What you need to do
For the data below, please report each line where the word "failures" is found.

Data records
━━━━━━━━━━

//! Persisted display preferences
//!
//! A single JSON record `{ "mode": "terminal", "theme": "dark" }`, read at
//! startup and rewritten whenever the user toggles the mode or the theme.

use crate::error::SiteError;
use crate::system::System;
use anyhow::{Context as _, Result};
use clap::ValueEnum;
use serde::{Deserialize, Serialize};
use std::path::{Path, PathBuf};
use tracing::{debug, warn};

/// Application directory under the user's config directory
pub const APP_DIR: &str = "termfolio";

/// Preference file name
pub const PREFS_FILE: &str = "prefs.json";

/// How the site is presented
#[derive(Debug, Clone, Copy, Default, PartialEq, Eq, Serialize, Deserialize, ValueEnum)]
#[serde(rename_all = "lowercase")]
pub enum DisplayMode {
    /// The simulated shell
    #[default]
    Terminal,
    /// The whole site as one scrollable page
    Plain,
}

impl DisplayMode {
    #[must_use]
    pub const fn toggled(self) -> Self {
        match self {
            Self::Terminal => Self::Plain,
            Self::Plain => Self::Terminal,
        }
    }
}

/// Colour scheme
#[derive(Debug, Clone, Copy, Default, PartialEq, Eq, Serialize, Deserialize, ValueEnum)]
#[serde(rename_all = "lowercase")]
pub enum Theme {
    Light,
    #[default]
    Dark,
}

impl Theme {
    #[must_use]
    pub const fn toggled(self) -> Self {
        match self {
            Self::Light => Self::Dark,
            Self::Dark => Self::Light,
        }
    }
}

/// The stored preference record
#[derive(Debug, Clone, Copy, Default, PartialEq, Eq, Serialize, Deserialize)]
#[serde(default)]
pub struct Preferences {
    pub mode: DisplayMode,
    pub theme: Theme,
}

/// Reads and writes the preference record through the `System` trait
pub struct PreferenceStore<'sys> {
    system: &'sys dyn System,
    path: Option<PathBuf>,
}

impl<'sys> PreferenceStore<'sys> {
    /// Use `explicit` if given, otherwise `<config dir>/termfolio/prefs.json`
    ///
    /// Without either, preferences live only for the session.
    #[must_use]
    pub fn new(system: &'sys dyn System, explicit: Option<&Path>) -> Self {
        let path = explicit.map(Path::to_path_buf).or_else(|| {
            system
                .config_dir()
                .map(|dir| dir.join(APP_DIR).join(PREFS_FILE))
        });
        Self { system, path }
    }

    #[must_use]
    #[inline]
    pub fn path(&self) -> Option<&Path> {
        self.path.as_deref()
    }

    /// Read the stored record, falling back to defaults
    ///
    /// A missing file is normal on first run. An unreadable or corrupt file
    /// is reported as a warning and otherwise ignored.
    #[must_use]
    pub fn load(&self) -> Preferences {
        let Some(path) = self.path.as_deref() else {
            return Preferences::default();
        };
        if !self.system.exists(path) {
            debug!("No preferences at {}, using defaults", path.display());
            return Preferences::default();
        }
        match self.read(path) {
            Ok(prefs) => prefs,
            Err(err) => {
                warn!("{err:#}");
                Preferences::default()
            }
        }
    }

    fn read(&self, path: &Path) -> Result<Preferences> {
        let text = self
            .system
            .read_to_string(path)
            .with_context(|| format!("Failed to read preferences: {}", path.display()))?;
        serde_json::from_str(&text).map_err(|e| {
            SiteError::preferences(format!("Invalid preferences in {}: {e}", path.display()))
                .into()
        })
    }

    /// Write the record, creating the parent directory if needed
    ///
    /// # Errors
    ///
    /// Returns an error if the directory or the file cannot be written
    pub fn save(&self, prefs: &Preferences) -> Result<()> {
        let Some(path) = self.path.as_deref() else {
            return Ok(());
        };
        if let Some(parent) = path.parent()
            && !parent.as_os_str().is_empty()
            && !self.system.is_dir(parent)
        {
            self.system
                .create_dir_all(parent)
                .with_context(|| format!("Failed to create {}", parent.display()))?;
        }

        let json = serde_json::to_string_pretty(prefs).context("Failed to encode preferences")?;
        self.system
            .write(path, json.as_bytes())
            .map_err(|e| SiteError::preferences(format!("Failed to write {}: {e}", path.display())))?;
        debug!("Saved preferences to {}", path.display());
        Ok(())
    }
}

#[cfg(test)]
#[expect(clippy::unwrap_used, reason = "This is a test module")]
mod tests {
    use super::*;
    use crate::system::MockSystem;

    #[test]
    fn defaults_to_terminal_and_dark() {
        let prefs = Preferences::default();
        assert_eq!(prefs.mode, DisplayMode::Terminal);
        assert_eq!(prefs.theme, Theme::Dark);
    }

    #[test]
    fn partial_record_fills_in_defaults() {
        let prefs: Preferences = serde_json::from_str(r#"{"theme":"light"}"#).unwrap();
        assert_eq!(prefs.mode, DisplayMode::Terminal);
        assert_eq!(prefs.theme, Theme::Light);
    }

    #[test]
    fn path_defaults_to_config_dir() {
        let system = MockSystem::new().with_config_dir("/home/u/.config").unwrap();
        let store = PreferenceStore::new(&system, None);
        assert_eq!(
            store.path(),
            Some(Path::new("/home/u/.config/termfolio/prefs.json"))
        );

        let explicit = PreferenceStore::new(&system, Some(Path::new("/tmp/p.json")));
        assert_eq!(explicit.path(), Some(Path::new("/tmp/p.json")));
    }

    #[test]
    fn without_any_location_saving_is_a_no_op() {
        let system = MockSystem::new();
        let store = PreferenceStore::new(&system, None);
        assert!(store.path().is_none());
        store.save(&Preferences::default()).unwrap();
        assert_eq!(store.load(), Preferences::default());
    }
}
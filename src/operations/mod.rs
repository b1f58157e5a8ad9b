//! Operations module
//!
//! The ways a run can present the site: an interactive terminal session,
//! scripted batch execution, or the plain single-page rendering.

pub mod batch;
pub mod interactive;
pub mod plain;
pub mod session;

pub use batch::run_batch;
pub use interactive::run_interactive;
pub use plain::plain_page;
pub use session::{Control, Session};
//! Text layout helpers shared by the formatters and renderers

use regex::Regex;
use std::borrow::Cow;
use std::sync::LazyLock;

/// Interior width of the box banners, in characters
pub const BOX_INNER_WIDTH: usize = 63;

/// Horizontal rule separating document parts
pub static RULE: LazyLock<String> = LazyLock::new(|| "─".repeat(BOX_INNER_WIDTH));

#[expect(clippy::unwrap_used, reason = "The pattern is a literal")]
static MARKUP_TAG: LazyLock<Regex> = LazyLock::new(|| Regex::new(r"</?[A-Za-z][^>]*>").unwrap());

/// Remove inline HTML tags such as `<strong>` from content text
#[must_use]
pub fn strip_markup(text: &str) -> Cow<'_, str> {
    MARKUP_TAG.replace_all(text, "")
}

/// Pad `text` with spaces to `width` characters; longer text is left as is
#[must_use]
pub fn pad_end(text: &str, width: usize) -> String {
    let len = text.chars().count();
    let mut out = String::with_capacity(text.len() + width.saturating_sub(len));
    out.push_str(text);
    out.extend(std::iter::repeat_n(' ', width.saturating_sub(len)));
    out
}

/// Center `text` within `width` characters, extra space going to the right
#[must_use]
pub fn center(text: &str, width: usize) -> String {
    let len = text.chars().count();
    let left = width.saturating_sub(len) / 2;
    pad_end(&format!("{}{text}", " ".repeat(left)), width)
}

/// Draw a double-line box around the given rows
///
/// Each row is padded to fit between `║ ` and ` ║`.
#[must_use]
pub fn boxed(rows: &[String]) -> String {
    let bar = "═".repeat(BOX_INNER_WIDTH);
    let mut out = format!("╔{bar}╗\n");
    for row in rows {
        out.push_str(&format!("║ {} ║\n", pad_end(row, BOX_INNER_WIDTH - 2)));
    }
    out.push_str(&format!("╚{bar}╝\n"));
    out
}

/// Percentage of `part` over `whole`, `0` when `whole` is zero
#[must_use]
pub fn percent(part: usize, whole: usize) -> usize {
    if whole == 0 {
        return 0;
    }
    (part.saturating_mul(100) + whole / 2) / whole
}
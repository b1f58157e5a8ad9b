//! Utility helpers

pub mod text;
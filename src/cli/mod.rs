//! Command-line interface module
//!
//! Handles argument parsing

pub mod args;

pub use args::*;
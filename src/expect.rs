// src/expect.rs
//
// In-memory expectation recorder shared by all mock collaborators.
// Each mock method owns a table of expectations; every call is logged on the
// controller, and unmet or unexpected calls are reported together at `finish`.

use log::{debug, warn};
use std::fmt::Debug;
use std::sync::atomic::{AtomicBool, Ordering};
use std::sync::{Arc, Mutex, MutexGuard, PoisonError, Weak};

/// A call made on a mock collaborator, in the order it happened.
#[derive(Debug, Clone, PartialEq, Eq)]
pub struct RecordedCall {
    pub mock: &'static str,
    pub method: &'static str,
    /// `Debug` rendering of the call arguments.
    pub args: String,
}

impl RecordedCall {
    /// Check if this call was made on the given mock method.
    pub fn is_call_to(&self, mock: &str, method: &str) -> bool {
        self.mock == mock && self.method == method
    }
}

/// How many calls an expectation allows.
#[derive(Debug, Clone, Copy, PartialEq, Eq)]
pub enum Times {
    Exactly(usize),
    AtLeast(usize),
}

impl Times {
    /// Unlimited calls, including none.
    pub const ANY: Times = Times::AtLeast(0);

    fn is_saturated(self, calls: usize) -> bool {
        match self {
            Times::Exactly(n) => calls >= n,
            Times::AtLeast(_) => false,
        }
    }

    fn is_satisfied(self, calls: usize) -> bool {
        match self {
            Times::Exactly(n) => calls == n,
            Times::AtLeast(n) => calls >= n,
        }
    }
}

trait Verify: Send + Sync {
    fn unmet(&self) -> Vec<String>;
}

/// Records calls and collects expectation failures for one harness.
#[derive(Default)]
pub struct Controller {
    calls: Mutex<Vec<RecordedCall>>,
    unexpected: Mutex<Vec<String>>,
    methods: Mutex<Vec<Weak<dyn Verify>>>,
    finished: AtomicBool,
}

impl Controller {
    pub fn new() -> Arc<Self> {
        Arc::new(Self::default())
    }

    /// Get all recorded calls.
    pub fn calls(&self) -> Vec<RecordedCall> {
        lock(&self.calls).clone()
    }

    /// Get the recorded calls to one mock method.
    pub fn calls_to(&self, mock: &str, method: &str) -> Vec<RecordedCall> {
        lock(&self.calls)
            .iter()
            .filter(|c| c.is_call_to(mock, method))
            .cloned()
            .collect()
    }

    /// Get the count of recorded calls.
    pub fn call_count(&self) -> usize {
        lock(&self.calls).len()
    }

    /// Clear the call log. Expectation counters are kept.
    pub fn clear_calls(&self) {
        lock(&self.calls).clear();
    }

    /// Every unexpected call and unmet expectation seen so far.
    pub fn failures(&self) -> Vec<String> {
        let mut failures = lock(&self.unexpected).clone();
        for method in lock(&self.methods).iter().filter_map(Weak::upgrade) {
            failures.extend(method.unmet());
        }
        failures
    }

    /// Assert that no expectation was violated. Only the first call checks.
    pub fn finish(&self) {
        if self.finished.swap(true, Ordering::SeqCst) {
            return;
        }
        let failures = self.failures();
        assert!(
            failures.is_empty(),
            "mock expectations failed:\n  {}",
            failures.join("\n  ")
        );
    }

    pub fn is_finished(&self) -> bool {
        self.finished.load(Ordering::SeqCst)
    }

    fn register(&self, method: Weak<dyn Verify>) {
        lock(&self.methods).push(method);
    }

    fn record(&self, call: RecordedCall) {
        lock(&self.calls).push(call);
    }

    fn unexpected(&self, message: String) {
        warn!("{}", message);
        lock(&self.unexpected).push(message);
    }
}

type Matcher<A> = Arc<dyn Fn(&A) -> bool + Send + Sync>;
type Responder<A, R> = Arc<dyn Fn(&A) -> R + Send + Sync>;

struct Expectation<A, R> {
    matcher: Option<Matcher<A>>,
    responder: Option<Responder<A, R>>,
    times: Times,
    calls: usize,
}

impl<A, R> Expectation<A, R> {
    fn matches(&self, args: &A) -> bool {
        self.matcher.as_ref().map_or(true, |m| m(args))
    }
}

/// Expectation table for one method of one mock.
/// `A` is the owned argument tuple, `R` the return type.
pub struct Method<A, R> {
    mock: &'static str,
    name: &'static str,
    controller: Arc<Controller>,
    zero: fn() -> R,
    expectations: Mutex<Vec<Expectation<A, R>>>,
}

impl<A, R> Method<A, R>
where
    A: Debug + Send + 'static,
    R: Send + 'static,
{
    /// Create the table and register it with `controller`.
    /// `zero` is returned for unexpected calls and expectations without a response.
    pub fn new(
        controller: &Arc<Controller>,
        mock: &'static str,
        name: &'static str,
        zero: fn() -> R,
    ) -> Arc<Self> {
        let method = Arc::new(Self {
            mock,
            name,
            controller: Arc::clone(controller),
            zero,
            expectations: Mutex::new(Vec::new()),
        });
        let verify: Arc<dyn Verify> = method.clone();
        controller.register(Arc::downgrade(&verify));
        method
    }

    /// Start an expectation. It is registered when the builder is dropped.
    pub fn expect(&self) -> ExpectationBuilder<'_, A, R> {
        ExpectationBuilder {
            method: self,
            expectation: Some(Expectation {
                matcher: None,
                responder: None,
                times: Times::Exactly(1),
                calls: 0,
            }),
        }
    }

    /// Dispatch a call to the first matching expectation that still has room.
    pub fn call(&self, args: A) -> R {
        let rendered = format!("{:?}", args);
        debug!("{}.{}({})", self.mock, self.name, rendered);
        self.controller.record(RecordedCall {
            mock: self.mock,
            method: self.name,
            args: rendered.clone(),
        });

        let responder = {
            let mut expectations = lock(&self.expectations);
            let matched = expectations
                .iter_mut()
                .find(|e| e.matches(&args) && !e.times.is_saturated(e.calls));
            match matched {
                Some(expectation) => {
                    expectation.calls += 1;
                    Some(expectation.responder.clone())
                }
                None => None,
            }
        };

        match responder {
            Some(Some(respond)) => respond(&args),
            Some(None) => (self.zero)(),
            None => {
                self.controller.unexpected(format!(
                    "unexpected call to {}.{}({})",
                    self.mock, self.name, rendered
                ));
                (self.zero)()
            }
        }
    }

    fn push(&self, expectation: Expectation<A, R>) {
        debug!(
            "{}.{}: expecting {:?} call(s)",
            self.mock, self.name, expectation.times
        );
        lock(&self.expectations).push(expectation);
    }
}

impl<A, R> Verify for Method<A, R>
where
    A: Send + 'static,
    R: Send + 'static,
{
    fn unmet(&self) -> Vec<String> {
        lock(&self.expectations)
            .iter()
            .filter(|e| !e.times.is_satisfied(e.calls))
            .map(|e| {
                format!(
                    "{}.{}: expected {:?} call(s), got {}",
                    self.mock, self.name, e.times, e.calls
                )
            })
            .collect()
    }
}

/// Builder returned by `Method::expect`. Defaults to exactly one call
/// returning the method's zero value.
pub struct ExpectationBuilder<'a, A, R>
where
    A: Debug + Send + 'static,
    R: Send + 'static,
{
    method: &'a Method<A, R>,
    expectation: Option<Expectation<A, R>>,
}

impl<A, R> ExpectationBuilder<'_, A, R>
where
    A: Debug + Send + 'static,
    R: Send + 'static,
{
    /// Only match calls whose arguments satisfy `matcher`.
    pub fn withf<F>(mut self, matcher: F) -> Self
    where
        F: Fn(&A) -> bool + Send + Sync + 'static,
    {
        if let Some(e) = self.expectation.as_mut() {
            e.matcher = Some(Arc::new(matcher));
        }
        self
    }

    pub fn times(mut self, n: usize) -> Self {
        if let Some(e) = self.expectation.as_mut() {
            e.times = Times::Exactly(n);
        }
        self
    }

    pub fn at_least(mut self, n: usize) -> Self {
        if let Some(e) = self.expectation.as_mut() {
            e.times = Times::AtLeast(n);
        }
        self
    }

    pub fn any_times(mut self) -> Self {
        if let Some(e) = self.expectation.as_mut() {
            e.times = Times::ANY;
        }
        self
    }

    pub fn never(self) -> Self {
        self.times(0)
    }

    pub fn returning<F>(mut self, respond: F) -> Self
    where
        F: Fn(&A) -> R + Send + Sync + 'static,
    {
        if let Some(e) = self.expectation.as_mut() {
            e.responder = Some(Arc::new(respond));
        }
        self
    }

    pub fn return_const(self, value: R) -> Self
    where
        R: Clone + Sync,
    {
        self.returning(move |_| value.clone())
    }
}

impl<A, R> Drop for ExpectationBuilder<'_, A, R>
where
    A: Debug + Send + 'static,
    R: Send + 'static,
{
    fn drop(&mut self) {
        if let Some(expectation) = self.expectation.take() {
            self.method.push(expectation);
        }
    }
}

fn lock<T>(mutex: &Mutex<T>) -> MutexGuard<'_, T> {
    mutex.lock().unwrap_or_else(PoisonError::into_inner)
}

━━━━━━━━━━

Answer section
/// Records calls and collects expectation failures for one harness.
    pub fn failures(&self) -> Vec<String> {
        let mut failures = lock(&self.unexpected).clone();
            failures.extend(method.unmet());
        failures
        let failures = self.failures();
            failures.is_empty(),
            failures.join("\n  ")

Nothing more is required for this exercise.